There’s been a lot of discussion about what’s going to happen to Tam now. I can technically retire his character - either by having him shanghai himself again, or having him commit suicide outside of combat. But I don’t think Tam would shanghai himself again - especially after seeing the illusion of his former lover. Suicide outside of a fight also feels unlikely - Tam wants to go down swinging, it’s all he’s ever wanted. But picking a fight he can’t win? Doing something reckless and stupid? Drinking himself to death accidentally? These are all very Tam things.
Tam’s spent his life letting opportunities pass by, afraid of being held back and trapped and weakened by commitment and staying in one place. Tam joined this expedition because he wanted to die in a poetic way, sailing an untamed sea. Now it’s almost like that opportunity has passed as well, and he’s no longer being picky.
I don’t think I ever intended for him to be a tragic character, so much as a flawed one. I expected him to do something reckless and die in a fight far sooner, and had envisioned it more like ‘crazy old bastard in the post-apocalyptic movie jumps into danger because he’s old and it beats sitting around and waiting to rot.’ What I got was someone who feels they watched their life go by, never able to find happiness, and maybe too late is figuring out it’s because their idea of happiness has been wrong all along.
And on the other hand, there’s Tallak Fannar, human barbarian, and I don’t know if I started doing it consciously, but I ended up building the anti-Tam.
Tallak is on the ship because the payment - both upfront and upon return - is simply an opportunity that he can’t afford to pass up. That kind of money could keep his family afloat, get his little sister the opportunity to study magic if she wants, help the village recover from a terrible winter, keep food on the table for his 7 younger siblings on days when the hunting isn’t so great. Tallak loves his family, loves his village, loves almost everyone he meets. His philosophy is that a hunting party is always stronger when everyone is close, when there is good communication and relationships at the foundation, and he believes that it’s his responsibility to extend that strong sense of family and connection to whoever he’s working with. Tallak is a 19 year old who’s been very sheltered in his little village for his entire life, and only in the past year or so began venturing out to take odd jobs. Tallak sees commitments and bonds as strength. Tallak has his life ahead of him, and a lot to learn about the world, and he came on this boat to live.

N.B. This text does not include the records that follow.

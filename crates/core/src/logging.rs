//! Centralized logging configuration for the firmware core.
//!
//! Bus servicing runs in lock-step with the console CPU, so logging must cost
//! nothing when disabled: messages are built lazily through a closure and the
//! enabled check is a pair of relaxed atomic loads.
//!
//! # Usage
//!
//! ```rust
//! use vcart_core::logging::{log, LogCategory, LogLevel};
//!
//! log(LogCategory::Loader, LogLevel::Info, || {
//!     format!("loaded image, {} bytes", 0x800)
//! });
//! ```

use std::sync::atomic::{AtomicU8, Ordering};
use std::sync::OnceLock;

/// Log level for controlling verbosity
#[derive(Debug, Clone, Copy, PartialEq, Eq, PartialOrd, Ord)]
#[repr(u8)]
pub enum LogLevel {
    Off = 0,
    Error = 1,
    Warn = 2,
    Info = 3,
    Debug = 4,
    Trace = 5,
}

impl LogLevel {
    /// Parse log level from string (case-insensitive)
    #[allow(clippy::should_implement_trait)]
    pub fn from_str(s: &str) -> Option<Self> {
        match s.to_lowercase().as_str() {
            "off" | "0" => Some(LogLevel::Off),
            "error" | "err" | "1" => Some(LogLevel::Error),
            "warn" | "warning" | "2" => Some(LogLevel::Warn),
            "info" | "3" => Some(LogLevel::Info),
            "debug" | "4" => Some(LogLevel::Debug),
            "trace" | "5" => Some(LogLevel::Trace),
            _ => None,
        }
    }

    fn from_u8(val: u8) -> Self {
        match val {
            1 => LogLevel::Error,
            2 => LogLevel::Warn,
            3 => LogLevel::Info,
            4 => LogLevel::Debug,
            5 => LogLevel::Trace,
            _ => LogLevel::Off,
        }
    }
}

/// Log category for the firmware subsystems
#[derive(Debug, Clone, Copy, PartialEq, Eq, Hash)]
pub enum LogCategory {
    /// Wire-level bus events (drives, suppressed drives)
    Bus,
    /// Attributed memory access
    Memory,
    /// I/O port dispatch and peripherals
    Ports,
    /// Image loading and the file cache
    Loader,
    /// Unimplemented features/stubs
    Stubs,
}

const CATEGORY_COUNT: usize = 5;

impl LogCategory {
    /// Parse a category name (case-insensitive)
    pub fn from_name(s: &str) -> Option<Self> {
        match s.to_lowercase().as_str() {
            "bus" => Some(LogCategory::Bus),
            "memory" | "mem" => Some(LogCategory::Memory),
            "ports" | "port" => Some(LogCategory::Ports),
            "loader" => Some(LogCategory::Loader),
            "stubs" | "stub" => Some(LogCategory::Stubs),
            _ => None,
        }
    }

    fn index(self) -> usize {
        match self {
            LogCategory::Bus => 0,
            LogCategory::Memory => 1,
            LogCategory::Ports => 2,
            LogCategory::Loader => 3,
            LogCategory::Stubs => 4,
        }
    }
}

/// Global logging configuration
///
/// A category with a specific level set uses it; a category left at `Off`
/// falls back to the global level.
pub struct LogConfig {
    global_level: AtomicU8,
    category_levels: [AtomicU8; CATEGORY_COUNT],
}

impl LogConfig {
    fn new() -> Self {
        const OFF: AtomicU8 = AtomicU8::new(LogLevel::Off as u8);
        Self {
            global_level: AtomicU8::new(LogLevel::Off as u8),
            category_levels: [OFF; CATEGORY_COUNT],
        }
    }

    /// Get the global singleton instance
    pub fn global() -> &'static Self {
        static INSTANCE: OnceLock<LogConfig> = OnceLock::new();
        INSTANCE.get_or_init(LogConfig::new)
    }

    /// Set the global log level (applies to all categories unless overridden)
    pub fn set_global_level(&self, level: LogLevel) {
        self.global_level.store(level as u8, Ordering::Relaxed);
    }

    /// Get the global log level
    pub fn get_global_level(&self) -> LogLevel {
        LogLevel::from_u8(self.global_level.load(Ordering::Relaxed))
    }

    /// Set log level for a specific category
    pub fn set_level(&self, category: LogCategory, level: LogLevel) {
        self.category_levels[category.index()].store(level as u8, Ordering::Relaxed);
    }

    /// Get log level for a specific category
    pub fn get_level(&self, category: LogCategory) -> LogLevel {
        LogLevel::from_u8(self.category_levels[category.index()].load(Ordering::Relaxed))
    }

    /// Check if a message should be logged for the given category and level
    pub fn should_log(&self, category: LogCategory, level: LogLevel) -> bool {
        let category_level = self.get_level(category);
        if category_level != LogLevel::Off {
            level <= category_level
        } else {
            level <= self.get_global_level()
        }
    }

    /// Reset all logging to Off
    pub fn reset(&self) {
        self.set_global_level(LogLevel::Off);
        for slot in &self.category_levels {
            slot.store(LogLevel::Off as u8, Ordering::Relaxed);
        }
    }
}

/// Log a message with the specified category and level
///
/// The message is built lazily via a closure, so formatting only happens when
/// logging is actually enabled for the given category and level.
pub fn log<F>(category: LogCategory, level: LogLevel, message_fn: F)
where
    F: FnOnce() -> String,
{
    let config = LogConfig::global();
    if config.should_log(category, level) {
        eprintln!("[{:?}] {}", category, message_fn());
    }
}

#[cfg(test)]
mod tests {
    use super::*;

    #[test]
    fn test_log_level_parsing() {
        assert_eq!(LogLevel::from_str("off"), Some(LogLevel::Off));
        assert_eq!(LogLevel::from_str("ERR"), Some(LogLevel::Error));
        assert_eq!(LogLevel::from_str("warning"), Some(LogLevel::Warn));
        assert_eq!(LogLevel::from_str("info"), Some(LogLevel::Info));
        assert_eq!(LogLevel::from_str("4"), Some(LogLevel::Debug));
        assert_eq!(LogLevel::from_str("TRACE"), Some(LogLevel::Trace));
        assert_eq!(LogLevel::from_str("invalid"), None);
    }

    #[test]
    fn test_log_level_ordering() {
        assert!(LogLevel::Off < LogLevel::Error);
        assert!(LogLevel::Error < LogLevel::Warn);
        assert!(LogLevel::Warn < LogLevel::Info);
        assert!(LogLevel::Info < LogLevel::Debug);
        assert!(LogLevel::Debug < LogLevel::Trace);
    }

    #[test]
    fn test_category_parsing() {
        assert_eq!(LogCategory::from_name("bus"), Some(LogCategory::Bus));
        assert_eq!(LogCategory::from_name("MEM"), Some(LogCategory::Memory));
        assert_eq!(LogCategory::from_name("loader"), Some(LogCategory::Loader));
        assert_eq!(LogCategory::from_name("nope"), None);
    }

    #[test]
    fn test_category_level_overrides_global() {
        let config = LogConfig::new();
        config.set_global_level(LogLevel::Error);
        config.set_level(LogCategory::Ports, LogLevel::Debug);

        // Ports uses its specific level
        assert!(config.should_log(LogCategory::Ports, LogLevel::Debug));

        // Bus falls back to the global level
        assert!(!config.should_log(LogCategory::Bus, LogLevel::Warn));
        assert!(config.should_log(LogCategory::Bus, LogLevel::Error));
    }

    #[test]
    fn test_should_log_with_category_level() {
        let config = LogConfig::new();
        config.set_level(LogCategory::Loader, LogLevel::Info);

        assert!(config.should_log(LogCategory::Loader, LogLevel::Error));
        assert!(config.should_log(LogCategory::Loader, LogLevel::Info));
        assert!(!config.should_log(LogCategory::Loader, LogLevel::Debug));
        assert!(!config.should_log(LogCategory::Loader, LogLevel::Trace));
    }

    #[test]
    fn test_reset() {
        let config = LogConfig::new();
        config.set_global_level(LogLevel::Trace);
        config.set_level(LogCategory::Memory, LogLevel::Info);

        config.reset();

        assert_eq!(config.get_global_level(), LogLevel::Off);
        assert_eq!(config.get_level(LogCategory::Memory), LogLevel::Off);
    }
}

Tam, and by extension Tallak, is a great example of taking a character that I didn’t think would be very engaging for me and was meant to be a silly concept - ‘oh I want to play an old cow pirate who talks like Barbossa, how fun!’ and becoming a life lesson and personal callout for me and my own duality. I’m terrified of commitment, of being stuck and tied down in one place, of establishing relationships that will eventually end and hurt when they do. At the same time, I’ve only lived this long with the help of my (found) family, of my friends and the people and relationships in my life that have kept a roof over my head and food in my belly and a reason to wake up when I had none. Tam and Tallak represent both a ‘stuck’ way of thinking and a conclusion I could easily come to, and the possibilities that still remain open to me as long as I keep reaching out to others.